America's manufacturing industry suffered the sharpest slowdown last month since the depths of the global financial crisis, prompting calls for emergency rate cuts to avert a spiral into recession.
IHS Markit's momentum gauge fell to the lowest since September 2009 as America's fortress economy succumbed to fading fiscal stimulus and mounting damage from trade wars with China, Europe, and Mexico.
Chris Williamson, the group's chief economist, said US profit margins are being squeezed. Manufacturers are cutting output and laying off staff. "Surging order book growth just a few months ago has now turned into contraction - the first such decline seen in the series' 10-year history," he said.
"There is still time for the US Federal Reserve to right the ship, but time is running out," said Michael Darda from MKM Partners.
He said the yield curve for US Treasuries is inverting across every relevant maturity, flashing a red warning sign. "Long-cycle" indicators such as housing and car sales are already slipping into a deepening downturn.

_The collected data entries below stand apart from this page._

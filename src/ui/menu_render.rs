// Renders a `Menu` description with egui

use crate::menu::{Menu, MenuAction, MenuEntry};
use eframe::egui;

/// What the user picked in a rendered menu
#[derive(Debug, Clone, PartialEq, Eq)]
pub enum MenuChoice {
    Action(MenuAction),
    OpenUrl(String),
}

/// Draw `menu`, one egui column per column break
pub fn render_menu(ui: &mut egui::Ui, menu: &Menu) -> Option<MenuChoice> {
    let mut choice = None;

    ui.horizontal_top(|ui| {
        for column in menu.columns() {
            ui.vertical(|ui| {
                for entry in column {
                    if let Some(c) = render_entry(ui, entry) {
                        choice = Some(c);
                    }
                }
            });
        }
    });

    choice
}

fn render_entry(ui: &mut egui::Ui, entry: &MenuEntry) -> Option<MenuChoice> {
    match entry {
        MenuEntry::Item {
            label,
            enabled,
            checked,
            action,
        } => {
            let response = ui.add_enabled(*enabled, egui::SelectableLabel::new(*checked, label));
            if response.clicked() {
                ui.close_menu();
                return Some(MenuChoice::Action(*action));
            }
            None
        }
        MenuEntry::SubMenu {
            label,
            menu,
            checked,
        } => {
            let text = if *checked {
                format!("✔ {}", label)
            } else {
                label.clone()
            };
            ui.menu_button(text, |ui| render_menu(ui, menu)).inner.flatten()
        }
        MenuEntry::SectionHeader(title) => {
            if !title.is_empty() {
                ui.label(egui::RichText::new(title).strong().small());
            } else {
                ui.add_space(ui.spacing().interact_size.y);
            }
            None
        }
        MenuEntry::Separator => {
            ui.separator();
            None
        }
        MenuEntry::ColumnBreak => None,
        MenuEntry::HelpTitle { title, url } => {
            let mut choice = None;
            ui.horizontal(|ui| {
                ui.label(title);
                if let Some(url) = url
                    && ui.small_button("?").on_hover_text(url.as_str()).clicked()
                {
                    ui.close_menu();
                    choice = Some(MenuChoice::OpenUrl(url.clone()));
                }
            });
            choice
        }
    }
}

"It's time for the Fed to take out an insurance policy with a 75-100 basis point rate cut. If the Fed sits on its hands and a full-blown recession gets underway, taking rates all the way back to zero may not be enough to revive growth. An ounce of prevention beats a pound of cure," Mr Darda said.
The M1 money supply has stalled over the last eight months yet the Fed is still engaged in quantitative tightening, or the reverse of quantitative easing. This is draining dollar liquidity at home and across the world.
"The US is now on recession watch," said Edward Harrison from Credit Writedowns. "I don't think the Fed will pivot aggressively. It will end up over-tightening and creating a credit event. Trump's policy moves are potentially the thing that tips this into recession."
The central bank gave no indication in its minutes in late May that it would soon come to the rescue. The hawkish text suggested that the US economy is rude good health despite "transient factors" and that some voting members are even itching to raise rates.
This was a nasty surprise for markets counting on a monetary comfort blanket. Investors had already priced in two cuts in the federal funds rate over the rest of this year.
They are now trying to bounce the Fed into a fresh policy capitulation. Torsten Slok from Deutsche Bank said futures contracts are betting on an 85pc chance of a rate cut by September. There could be a brutal reckoning on Wall Street if the Fed refuses to comply.
"The US stock market is an accident waiting to happen," said John Higgins from Capital Economics. "We think the bond market is simply running ahead of the stock market. Equities will 'catch up' in due course. We expect the S&P 500 to decline by another 17pc before the year is over."
Hans Redeker of Morgan Stanley said the Fed was asleep at the wheel as rate expectations collapse, oblivious to the "new reality" of global trouble ricocheting back into the US economy and hitting businesses.
Traders were shocked by comments this week by Mary Daly, the San Francisco Fed president, stating that the US economy is in a "really good place," and that the inversion of the yield curve is largely meaningless.
Such assurances have echoes of the Fed's nonchalant attitude as the subprime crunch turned serious in 2007, when monetary policy was kept too tight for too long.
Robert Hetzel from the Richmond Fed said it was the Ben Bernanke-run Fed itself that caused the Lehman crisis by letting the money supply slow drastically.
The big global banks have cut their forecasts sharply over recent days. JP Morgan expects the darkening picture to trigger two rate cuts over the next six months regardless of what the Fed says this week, with yields on 10-year US Treasuries dropping to 1.65pc by early next year.
Christian Keller from Barclays said the outlook is bad enough to warrant 75 basis points in cuts over the second half.
The historical pattern is that once the slow-footed Fed starts to cut in earnest it is already too late. Recession typically follows within four months.
The risk of the policy error has never been so great. Central banks across the developed world have little policy ammunition left to confront a serious crisis. It typically takes 500 basis points of cuts to lift the US economy out of recession: the Fed has barely more than 200 play with. Rates in the eurozone are stuck at minus 0.4pc and cannot go any lower. Europe is trapped.
President Trump has already played his fiscal card. The sugar rush from his tax cuts is fading fast. The stimulus came too late in the economic cycle to have a "multiplier" effect. It failed to achieve a self-sustaining lift in investment by US corporations.
The US is now saddled with a $1 trillion budget deficit in a slowing economy. The Peterson Institute says the "fiscal cliff" this year is the steepest in four decades and will deliver a violent jolt unless Congress passes a fresh stimulus package.
The Democrats control the House and are in no mood to do Mr Trump any favours. If the US economy falters, nobody else in the world can pick up the baton - as China did in 2009. This time China's downturn is deepening, while Europe and Japan are still in manufacturing recession.
It could be a turbulent autumn for world markets.